Chicago’s New Luxury Condos Want to Be the City’s Greenest

Chicago’s first green residential tower aims to be the country’s most sustainable, the Chicago Tribune reported on Sunday.

The 62-story building, 340 on the Park, is expected to achieve a silver Leadership in Energy and Environmental Design (LEED) rating, LEED’s third highest.

It’s a commendable intent for the building, whose first goal seemed to be luxury living. When construction on the Randolph Street complex began in 2005, early designs revealed that 340 would be an elegant complex; unit floors are said to be bamboo, not wood; views include Grant Park and Millennium Park and Lake Michigan. Three bedroom units with a den, ranging from 2,750 to 4,010 square feet begin at $1,990,000.

At first glance, it might seem like an unusual project for Related Midwest, known for its work with landmark residential and commercial properties. Renovating architectural treasures from the past is a far cry from equipping a new building with ecological tools for the future; but that’s exactly what Related Midwest did with 340.

Wi-fi that works in the pool area, health club and lobby isn’t the only nod to modern life at 340 on the Park. The building also includes an 11,000 gallon tank that will collect rainwater used to irrigate its two plant-filled outdoor areas and fully-insulated windows, plus a multi-story indoor garden on floor 25.

For a city as large as Chicago — which happens to be my home — residential construction is still going strong. (I can right now see three different under construction developments outside my living room window. And they all appear to be using jackhammers today.) I’m surprised more residential buildings haven’t sought silver LEED ratings. But I’m encouraged that the developers of this one did.

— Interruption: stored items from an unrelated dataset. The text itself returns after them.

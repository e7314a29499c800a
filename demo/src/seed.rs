//! The campus seed data set.
//!
//! Accounts, promotions and events are registered through the store's administration
//! surface. Opening balances and the sample history go through the ledger, so every
//! balance is backed by records.

use campus_points_core::{
    Account, AccountId, Actor, EventId, EventPool, Money, Promotion, PromotionId, PromotionKind,
    Rate, Role,
};
use campus_points_runtime::{InMemoryLedgerStore, Ledger};
use chrono::{DateTime, TimeZone, Utc};

struct SeedUser {
    id: &'static str,
    name: &'static str,
    role: Role,
    verified: bool,
    opening: i64,
}

const USERS: &[SeedUser] = &[
    SeedUser { id: "superadmin", name: "Super Admin", role: Role::Superuser, verified: true, opening: 0 },
    SeedUser { id: "manager01", name: "Manager One", role: Role::Manager, verified: true, opening: 100 },
    SeedUser { id: "cashier01", name: "Cashier One", role: Role::Cashier, verified: true, opening: 250 },
    SeedUser { id: "user0001", name: "Regular User", role: Role::Regular, verified: true, opening: 500 },
    SeedUser { id: "user0002", name: "Alice Johnson", role: Role::Regular, verified: true, opening: 1_200 },
    SeedUser { id: "user0003", name: "Bob Smith", role: Role::Regular, verified: false, opening: 0 },
    SeedUser { id: "user0004", name: "Carol Williams", role: Role::Regular, verified: true, opening: 750 },
];

/// Every seeded account id.
pub fn account_ids() -> Vec<AccountId> {
    USERS.iter().map(|u| AccountId::new(u.id)).collect()
}

fn date(y: i32, m: u32, d: u32) -> anyhow::Result<DateTime<Utc>> {
    Utc.with_ymd_and_hms(y, m, d, 0, 0, 0)
        .single()
        .ok_or_else(|| anyhow::anyhow!("invalid seed date {y}-{m}-{d}"))
}

/// Register accounts, promotions and events.
pub async fn register(store: &InMemoryLedgerStore, now: DateTime<Utc>) -> anyhow::Result<()> {
    for user in USERS {
        let mut account = Account::new(AccountId::new(user.id), user.name, user.role, now);
        account.verified = user.verified;
        store.register_account(account).await?;
    }

    store
        .put_promotion(Promotion {
            id: PromotionId::new(1),
            name: "Welcome Bonus".to_string(),
            kind: PromotionKind::OneTime,
            starts_at: date(2025, 1, 1)?,
            ends_at: date(2025, 12, 31)?,
            min_spend: Money::from_dollars(10),
            rate: Rate::from_hundredths(0),
            bonus_points: 100,
        })
        .await;
    store
        .put_promotion(Promotion {
            id: PromotionId::new(2),
            name: "Double Points Week".to_string(),
            kind: PromotionKind::Automatic,
            starts_at: date(2025, 1, 1)?,
            ends_at: date(2025, 1, 31)?,
            min_spend: Money::ZERO,
            rate: Rate::from_multiplier(2),
            bonus_points: 0,
        })
        .await;
    store
        .put_promotion(Promotion {
            id: PromotionId::new(3),
            name: "Big Spender Bonus".to_string(),
            kind: PromotionKind::Automatic,
            starts_at: date(2025, 1, 1)?,
            ends_at: date(2025, 6, 30)?,
            min_spend: Money::from_dollars(50),
            rate: Rate::ONE,
            bonus_points: 200,
        })
        .await;

    let events: [(u64, &str, i64, bool, &[&str]); 3] = [
        (1, "Welcome Week Kickoff", 500, true, &["user0001", "user0002"]),
        (2, "Tech Talk: AI in 2025", 300, true, &["user0004"]),
        (3, "Study Session: Finals Prep", 150, false, &[]),
    ];
    for (id, name, capacity, published, guests) in events {
        let event = EventId::new(id);
        store.create_event(EventPool::new(event, name, capacity)).await?;
        for guest in guests {
            store.add_guest(event, &AccountId::new(*guest)).await?;
        }
        store.set_published(event, published).await?;
    }

    tracing::info!(accounts = USERS.len(), promotions = 3, events = 3, "Seed entities registered");
    Ok(())
}

/// Fund opening balances with manager adjustments.
pub async fn fund(ledger: &Ledger) -> anyhow::Result<()> {
    let manager = actor(ledger, "manager01").await?;
    for user in USERS.iter().filter(|u| u.opening > 0) {
        ledger
            .record_adjustment(&manager, &AccountId::new(user.id), user.opening, "Opening balance")
            .await?;
    }
    Ok(())
}

/// Replay the sample history.
pub async fn history(ledger: &Ledger) -> anyhow::Result<()> {
    let cashier = actor(ledger, "cashier01").await?;
    let manager = actor(ledger, "manager01").await?;
    let alice = actor(ledger, "user0002").await?;
    let carol = actor(ledger, "user0004").await?;

    let user1 = AccountId::new("user0001");
    let user2 = AccountId::new("user0002");
    let user4 = AccountId::new("user0004");

    ledger
        .record_purchase(&cashier, &user1, Money::from_cents(2550), "Coffee and pastry")
        .await?;
    ledger
        .record_purchase(&cashier, &user1, Money::from_cents(1500), "Lunch")
        .await?;
    ledger
        .record_purchase(&cashier, &user2, Money::from_cents(5500), "Big Spender")
        .await?;
    ledger
        .record_redemption(&carol, &user4, 200, "Coffee voucher")
        .await?;
    ledger
        .record_event_award(&manager, EventId::new(1), &user1, 50, "Welcome Week attendance")
        .await?;
    ledger
        .record_transfer(&alice, &user2, &user1, 100, "Thanks for lunch")
        .await?;
    ledger
        .record_adjustment(&manager, &user4, 50, "Customer service credit")
        .await?;
    Ok(())
}

/// Requests the ledger must refuse.
pub async fn refused(ledger: &Ledger) -> anyhow::Result<Vec<String>> {
    let cashier = actor(ledger, "cashier01").await?;
    let manager = actor(ledger, "manager01").await?;
    let regular = actor(ledger, "user0001").await?;
    let bob = AccountId::new("user0003");
    let user1 = AccountId::new("user0001");

    let attempts = [
        (
            "purchase for an unverified member",
            ledger
                .record_purchase(&cashier, &bob, Money::from_dollars(20), "")
                .await
                .map(|_| ()),
        ),
        (
            "adjustment by a regular member",
            ledger
                .record_adjustment(&regular, &user1, 1_000, "Self-service bonus")
                .await
                .map(|_| ()),
        ),
        (
            "award from an unpublished event",
            ledger
                .record_event_award(&manager, EventId::new(3), &user1, 10, "")
                .await
                .map(|_| ()),
        ),
        (
            "transfer to self",
            ledger
                .record_transfer(&regular, &user1, &user1, 10, "")
                .await
                .map(|(_, _)| ()),
        ),
    ];

    let mut reasons = Vec::with_capacity(attempts.len());
    for (request, outcome) in attempts {
        match outcome {
            Ok(()) => anyhow::bail!("expected the ledger to refuse the {request}, but it was accepted"),
            Err(err) => reasons.push(format!("{request}: {err}")),
        }
    }
    Ok(reasons)
}

async fn actor(ledger: &Ledger, id: &str) -> anyhow::Result<Actor> {
    Ok(Actor::from(&ledger.account(&AccountId::new(id)).await?))
}
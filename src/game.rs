use alloc::vec;
use alloc::vec::Vec;

use crate::{
    board::Board,
    common::{Cell, GameError, MoveError, Player},
    config::DEFAULT_BOARD_SIZE,
    snapshot::Snapshot,
};

/// A single placement: who put a stone where.
#[derive(Debug, Clone, Copy, PartialEq, Eq, Hash)]
#[cfg_attr(feature = "std", derive(serde::Serialize, serde::Deserialize))]
pub struct Move {
    pub x: usize,
    pub y: usize,
    pub player: Player,
}

impl Move {
    pub fn new(x: usize, y: usize, player: Player) -> Self {
        Self { x, y, player }
    }
}

/// Current status of a game.
#[derive(Debug, Clone, Copy, PartialEq, Eq)]
#[cfg_attr(feature = "std", derive(serde::Serialize, serde::Deserialize))]
pub enum Outcome {
    InProgress,
    Won(Player),
    Drawn,
}

impl Outcome {
    #[inline]
    pub fn is_over(self) -> bool {
        !matches!(self, Outcome::InProgress)
    }
}

/// Core game logic: the board, whose turn it is and whether the game is over.
#[derive(Clone, Debug, PartialEq, Eq)]
#[cfg_attr(
    feature = "std",
    derive(serde::Serialize, serde::Deserialize),
    serde(try_from = "RawGameState")
)]
pub struct GameState {
    board: Board,
    starting: Player,
    to_move: Player,
    ply: u32,
    outcome: Outcome,
    last_move: Option<Move>,
}

impl GameState {
    /// Create a game on an empty `size × size` board with `starting` to move.
    pub fn new(size: usize, starting: Player) -> Result<Self, GameError> {
        Ok(Self::fresh(Board::new(size)?, starting))
    }

    /// Standard-size game with player one to move.
    pub fn standard() -> Result<Self, GameError> {
        Self::new(DEFAULT_BOARD_SIZE, Player::One)
    }

    fn fresh(board: Board, starting: Player) -> Self {
        Self {
            board,
            starting,
            to_move: starting,
            ply: 0,
            outcome: Outcome::InProgress,
            last_move: None,
        }
    }

    /// Restore a game from a raw grid, bypassing move validation.
    ///
    /// The ply counter becomes the stone count. The side to move is `starting`
    /// when both sides have as many stones, otherwise whichever side has fewer.
    /// The outcome is recomputed by a full-board scan.
    pub fn from_snapshot(snapshot: &Snapshot, starting: Player) -> Result<Self, GameError> {
        let board = snapshot.to_board()?;
        let ones = board.count_stones(Player::One);
        let twos = board.count_stones(Player::Two);
        let to_move = if ones == twos {
            starting
        } else if ones < twos {
            Player::One
        } else {
            Player::Two
        };
        let outcome = scan_outcome(&board);
        log::debug!(
            "loaded {}x{} snapshot: {} stones, {} to move, {:?}",
            board.size(),
            board.size(),
            board.stone_count(),
            to_move,
            outcome
        );
        Ok(Self {
            ply: board.stone_count() as u32,
            board,
            starting,
            to_move,
            outcome,
            last_move: None,
        })
    }

    #[inline]
    pub fn board(&self) -> &Board {
        &self.board
    }

    #[inline]
    pub fn size(&self) -> usize {
        self.board.size()
    }

    /// Player expected to move next.
    #[inline]
    pub fn to_move(&self) -> Player {
        self.to_move
    }

    #[inline]
    pub fn starting_player(&self) -> Player {
        self.starting
    }

    /// Number of moves applied (or stones loaded) so far.
    #[inline]
    pub fn ply(&self) -> u32 {
        self.ply
    }

    #[inline]
    pub fn last_move(&self) -> Option<Move> {
        self.last_move
    }

    #[inline]
    pub fn outcome(&self) -> Outcome {
        self.outcome
    }

    /// `true` once the game is won or drawn.
    #[inline]
    pub fn is_terminal(&self) -> bool {
        self.outcome.is_over()
    }

    /// Bounds, occupancy and game-over test. Does not check whose turn it is.
    pub fn is_valid_move(&self, x: usize, y: usize, _player: Player) -> bool {
        self.check_move(x, y).is_ok()
    }

    fn check_move(&self, x: usize, y: usize) -> Result<(), MoveError> {
        if self.outcome.is_over() {
            return Err(MoveError::GameOver);
        }
        self.board.check_placement(x, y)
    }

    /// Place a stone for `player` and recompute the outcome through `(x, y)`.
    /// Rejected moves leave the game untouched.
    pub fn apply_move(&mut self, x: usize, y: usize, player: Player) -> Result<Outcome, GameError> {
        self.check_move(x, y)?;
        self.board.place(x, y, player)?;
        self.ply += 1;
        self.to_move = player.opponent();
        self.last_move = Some(Move::new(x, y, player));
        self.outcome = if self.board.completes_five(x, y, player) {
            Outcome::Won(player)
        } else if self.board.is_full() {
            Outcome::Drawn
        } else {
            Outcome::InProgress
        };
        log::trace!("ply {}: {:?} at ({}, {}) -> {:?}", self.ply, player, x, y, self.outcome);
        Ok(self.outcome)
    }

    /// Convenience wrapper over [`GameState::apply_move`].
    pub fn apply(&mut self, mv: Move) -> Result<Outcome, GameError> {
        self.apply_move(mv.x, mv.y, mv.player)
    }

    /// Cells of the winning line, if the game has been won.
    pub fn winning_line(&self) -> Option<Vec<(usize, usize)>> {
        let Outcome::Won(winner) = self.outcome else {
            return None;
        };
        match self.last_move {
            Some(mv) if mv.player == winner => self.board.line_through(mv.x, mv.y, winner),
            _ => self.board.find_five().map(|(_, line)| line),
        }
    }

    /// Start over on an empty board of the same size.
    pub fn reset(&mut self) {
        let size = self.board.size();
        let board = Board::from_cells(size, vec![Cell::Empty; size * size]);
        *self = Self::fresh(board, self.starting);
    }

    /// Replace the whole game with a loaded grid. On error nothing changes.
    pub fn load_snapshot(&mut self, snapshot: &Snapshot) -> Result<(), GameError> {
        *self = Self::from_snapshot(snapshot, self.starting)?;
        Ok(())
    }

    /// Raw grid of the current board.
    pub fn snapshot(&self) -> Snapshot {
        Snapshot::from(&self.board)
    }
}

/// Outcome of `board` from a full scan.
fn scan_outcome(board: &Board) -> Outcome {
    match board.find_five() {
        Some((winner, _)) => Outcome::Won(winner),
        None if board.is_full() => Outcome::Drawn,
        None => Outcome::InProgress,
    }
}

/// Wire form of [`GameState`]; the bookkeeping must agree with the board.
#[cfg(feature = "std")]
#[derive(serde::Deserialize)]
struct RawGameState {
    board: Board,
    starting: Player,
    to_move: Player,
    ply: u32,
    outcome: Outcome,
    last_move: Option<Move>,
}

#[cfg(feature = "std")]
impl TryFrom<RawGameState> for GameState {
    type Error = GameError;

    fn try_from(raw: RawGameState) -> Result<Self, GameError> {
        let inconsistent = |what| GameError::from(crate::common::SnapshotError::Inconsistent(what));
        if raw.ply as usize != raw.board.stone_count() {
            return Err(inconsistent("ply differs from the stone count"));
        }
        if raw.outcome != scan_outcome(&raw.board) {
            return Err(inconsistent("outcome differs from the board"));
        }
        if let Some(mv) = raw.last_move {
            if raw.board.get(mv.x, mv.y) != Some(Cell::Stone(mv.player)) {
                return Err(inconsistent("last move is not on the board"));
            }
            if raw.to_move != mv.player.opponent() {
                return Err(inconsistent("side to move played the last move"));
            }
        }
        Ok(Self {
            board: raw.board,
            starting: raw.starting,
            to_move: raw.to_move,
            ply: raw.ply,
            outcome: raw.outcome,
            last_move: raw.last_move,
        })
    }
}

Local government has already gone green: A Cook County ordinance, passed in 2002, requires all new county buildings to be LEED certified. Related Midwest’s decision to add sustainability to its construction to-do list — giving it equal importance to luxury and look — is hopefully indicative of local developers beginning to embrace the trend. And soon, we’ll be known as much for our green design passion as for our pizza. (Well, maybe.)